Frank V. Merlino, Garden City, N.Y. (David Holmes of counsel), for appellant.
David E. Zemsky, P.C., Hempstead, N.Y. (Steven Morgenlender of counsel), for respondent.
GUY JAMES MANGANO, P.J., FRED T. SANTUCCI, GABRIEL M. KRAUSMAN, ANITA R. FLORIO, ROBERT W. SCHMIDT, JJ.
DECISION ORDER
ORDERED that the order is reversed, on the law, with costs, the motion is granted, and the complaint is dismissed.

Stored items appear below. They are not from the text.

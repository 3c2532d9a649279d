use std::path::PathBuf;

use clap::Parser;
use tracing_subscriber::EnvFilter;

/// Default log filter: quiet enough that the menu output stays readable.
pub const DEFAULT_LOG_FILTER: &str = "stockbook=warn";

#[derive(Parser, Debug)]
#[command(name = "stockbook")]
#[command(version, about = "Interactive stock book with price-range queries")]
pub struct Cli {
    /// Read menu input from a file instead of stdin
    #[arg(short, long)]
    pub input: Option<PathBuf>,

    /// Don't print the menu or field prompts
    #[arg(short, long, default_value_t = false)]
    pub quiet: bool,

    /// Log filter directives, written to stderr (e.g. "stockbook=debug")
    #[arg(long, env = "STOCKBOOK_LOG", default_value = DEFAULT_LOG_FILTER)]
    pub log: String,
}

impl Cli {
    /// The configured log filter, falling back to the default when the
    /// directives don't parse.
    pub fn env_filter(&self) -> EnvFilter {
        EnvFilter::try_new(&self.log).unwrap_or_else(|_| EnvFilter::new(DEFAULT_LOG_FILTER))
    }
}
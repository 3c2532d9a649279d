//! Structural updates: insertion with split propagation and deletion with
//! borrow/merge repair.
//!
//! Both operations restore, before returning, every invariant the tree
//! relies on: branches hold 2 or 3 children, all leaves sit at the same depth,
//! cached maxima and sizes are exact, and the sibling chain lists every leaf
//! in key order between the two sentinels.

use crate::error::TreeError;
use crate::key::Key;
use crate::node::{Branch, Leaf, Node, NodeId};
use crate::tree::RankTree;

impl<P: Ord, S: Ord, V> RankTree<P, S, V> {
    /// Builds a leaf for `(primary, secondary)` and inserts it.
    pub fn insert_entry(&mut self, primary: P, secondary: S, value: V) -> NodeId {
        let leaf = self.new_leaf(primary, secondary, value);
        self.link_leaf(leaf);
        leaf
    }

    /// Links a detached leaf (from [`RankTree::new_leaf`]) into the tree.
    ///
    /// Duplicate keys are not rejected: callers check [`RankTree::exists`]
    /// first when keys must be unique.
    pub fn insert(&mut self, leaf: NodeId) -> Result<(), TreeError> {
        match self.arena.get(leaf) {
            None => return Err(TreeError::StaleHandle(leaf)),
            Some(Node::Branch(_)) => return Err(TreeError::NotALeaf(leaf)),
            Some(Node::Leaf(l)) if l.parent.is_some() => {
                return Err(TreeError::AlreadyLinked(leaf))
            }
            Some(Node::Leaf(_)) => {}
        }
        self.link_leaf(leaf);
        Ok(())
    }

    /// Unlinks `leaf`, frees its slot and hands back its entry.
    pub fn delete(&mut self, leaf: NodeId) -> Result<(Key<P, S>, V), TreeError> {
        let (parent, prev, next) = match self.arena.get(leaf) {
            None => return Err(TreeError::StaleHandle(leaf)),
            Some(Node::Branch(_)) => return Err(TreeError::NotALeaf(leaf)),
            Some(Node::Leaf(l)) if l.key.is_infinite() => {
                return Err(TreeError::SentinelLeaf(leaf))
            }
            Some(Node::Leaf(l)) => match (l.parent, l.prev, l.next) {
                (Some(parent), Some(prev), Some(next)) => (parent, prev, next),
                _ => return Err(TreeError::NotLinked(leaf)),
            },
        };

        self.link(prev, next);
        self.remove_child(parent, leaf);
        self.rebalance_from(parent);
        self.len -= 1;

        match self.arena.free(leaf) {
            Some(Node::Leaf(Leaf {
                key,
                value: Some(value),
                ..
            })) => Ok((key, value)),
            _ => Err(TreeError::StaleHandle(leaf)),
        }
    }

    /// Deletes the first entry matching `key`.
    pub fn remove(&mut self, key: &Key<P, S>) -> Option<(Key<P, S>, V)> {
        let leaf = self.find(key)?;
        self.delete(leaf).ok()
    }

    fn link_leaf(&mut self, leaf: NodeId) {
        // Strict descent so that equal keys land after the existing ones.
        let target = self.descend(self.root, &self.arena.leaf(leaf).key, true);
        let mut node = match self.arena[target].parent() {
            Some(parent) => parent,
            None => self.root,
        };

        let mut carry = self.insert_child(node, leaf);
        while node != self.root {
            node = match self.arena[node].parent() {
                Some(parent) => parent,
                None => break,
            };
            carry = match carry {
                Some(split) => self.insert_child(node, split),
                None => {
                    self.recompute(node);
                    None
                }
            };
        }

        if let Some(split) = carry {
            let old_root = self.root;
            let root = self.arena.alloc(Node::Branch(Branch::new()));
            self.set_children(root, &[old_root, split]);
            self.root = root;
            tracing::trace!(?root, "root split, tree grew a level");
        }

        let prev = self.predecessor(leaf).unwrap_or(self.left_sentinel);
        let next = self.successor(leaf).unwrap_or(self.right_sentinel);
        self.link(prev, leaf);
        self.link(leaf, next);
        self.len += 1;
    }

    /// Adds `child` to `parent` in key order. A parent that would hold four
    /// children keeps the lower two and hands the upper two to a new sibling
    /// branch, which is returned for insertion one level up.
    fn insert_child(&mut self, parent: NodeId, child: NodeId) -> Option<NodeId> {
        let existing = self.arena.branch(parent).children();
        let key = self.key_of(child);
        let at = existing
            .iter()
            .position(|&c| key.less_than(self.key_of(c)))
            .unwrap_or(existing.len());

        let mut all = [NodeId::DANGLING; 4];
        all[..at].copy_from_slice(&existing[..at]);
        all[at] = child;
        all[at + 1..=existing.len()].copy_from_slice(&existing[at..]);
        let n = existing.len() + 1;

        if n <= 3 {
            self.set_children(parent, &all[..n]);
            return None;
        }

        self.set_children(parent, &all[..2]);
        let sibling = self.arena.alloc(Node::Branch(Branch::new()));
        self.set_children(sibling, &all[2..]);
        tracing::trace!(?parent, ?sibling, "split branch");
        Some(sibling)
    }

    /// Walks from `node` to the root repairing underflow and refreshing
    /// cached fields.
    fn rebalance_from(&mut self, node: NodeId) {
        let mut cursor = Some(node);
        while let Some(node) = cursor {
            if self.arena.branch(node).len() >= 2 {
                self.recompute(node);
                cursor = self.arena[node].parent();
            } else if node != self.root {
                cursor = self.borrow_or_merge(node);
            } else {
                let child = self.arena.branch(node).first();
                self.arena[child].set_parent(None);
                self.root = child;
                self.arena.free(node);
                tracing::trace!(root = ?child, "root collapsed, tree shrank a level");
                break;
            }
        }
    }

    /// Repairs a non-root branch left with a single child, using an adjacent
    /// sibling: borrow one child when the sibling has three, otherwise merge
    /// into it and drop `node`. Returns the parent, which may now underflow.
    fn borrow_or_merge(&mut self, node: NodeId) -> Option<NodeId> {
        let parent = self.arena[node].parent()?;
        let only = self.arena.branch(node).first();
        let siblings = self.arena.branch(parent);
        let index = siblings.position(node)?;

        if index == 0 {
            let right = siblings.children()[1];
            let mut grand = [NodeId::DANGLING; 3];
            let n = self.copy_children(right, &mut grand);
            if n == 3 {
                self.set_children(node, &[only, grand[0]]);
                self.set_children(right, &[grand[1], grand[2]]);
                tracing::trace!(?node, from = ?right, "borrowed from right sibling");
            } else {
                self.set_children(right, &[only, grand[0], grand[1]]);
                self.remove_child(parent, node);
                self.arena.free(node);
                tracing::trace!(?node, into = ?right, "merged into right sibling");
            }
        } else {
            let left = siblings.children()[index - 1];
            let mut grand = [NodeId::DANGLING; 3];
            let n = self.copy_children(left, &mut grand);
            if n == 3 {
                self.set_children(node, &[grand[2], only]);
                self.set_children(left, &[grand[0], grand[1]]);
                tracing::trace!(?node, from = ?left, "borrowed from left sibling");
            } else {
                self.set_children(left, &[grand[0], grand[1], only]);
                self.remove_child(parent, node);
                self.arena.free(node);
                tracing::trace!(?node, into = ?left, "merged into left sibling");
            }
        }
        Some(parent)
    }

    fn copy_children(&self, branch: NodeId, out: &mut [NodeId; 3]) -> usize {
        let children = self.arena.branch(branch).children();
        out[..children.len()].copy_from_slice(children);
        children.len()
    }
}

The defendant made a prima facie showing of entitlement to judgment as a matter of law on the ground that the plaintiff did not sustain a serious injury within the meaning of Insurance Law § 5102(d) as a result of an accident on June 25, 1990. In opposition, the plaintiff submitted, inter alia, an affirmation of Dr. Richard L. Parker, dated November 20, 1998, which states that the plaintiff suffers from a partial, permanent disability in his cervical and lumbosacral spines with specified degrees of restriction of motion. The physician's affirmation, dated over eight years after the accident, was insufficient to raise a question of fact that the plaintiff sustained a serious injury because it consisted of merely "conclusory assertions tailored to meet statutory requirements" (Lopez v. Senatore, 65 N.Y.2d 1017, 1019 ; see, Perez v. Velez, 253 A.D.2d 865 ). The affirmation did not provide any information concerning the nature of plaintiff's medical treatment or explain the more than eight-year gap between the time that the plaintiff was last examined by a physician regarding these alleged injuries, and the time that he was examined by Dr. Parker (see, Stowe v. Simmons, 253 A.D.2d 422 ; Perez v. Velez, supra; Marshall v. Albano, 182 A.D.2d 614 ). Furthermore, in light of the fact that the plaintiff was involved in another automobile accident in September 1990, he failed to demonstrate that the subject accident, on June 25, 1990, was a proximate cause of his claimed injuries (see, Stowe v. Simmons, 253 A.D.2d 422 ;Khodadadian v. Wolff, 242 A.D.2d 681 ; Cacaccio v. Martin, 235 A.D.2d 384 ; Waaland v. Weiss, 228 A.D.2d 435 ). Therefore, the motion for summary judgment dismissing the complaint should have been granted.
MANGANO, P.J., SANTUCCI, KRAUSMAN, FLORIO, and SCHMIDT, JJ., concur.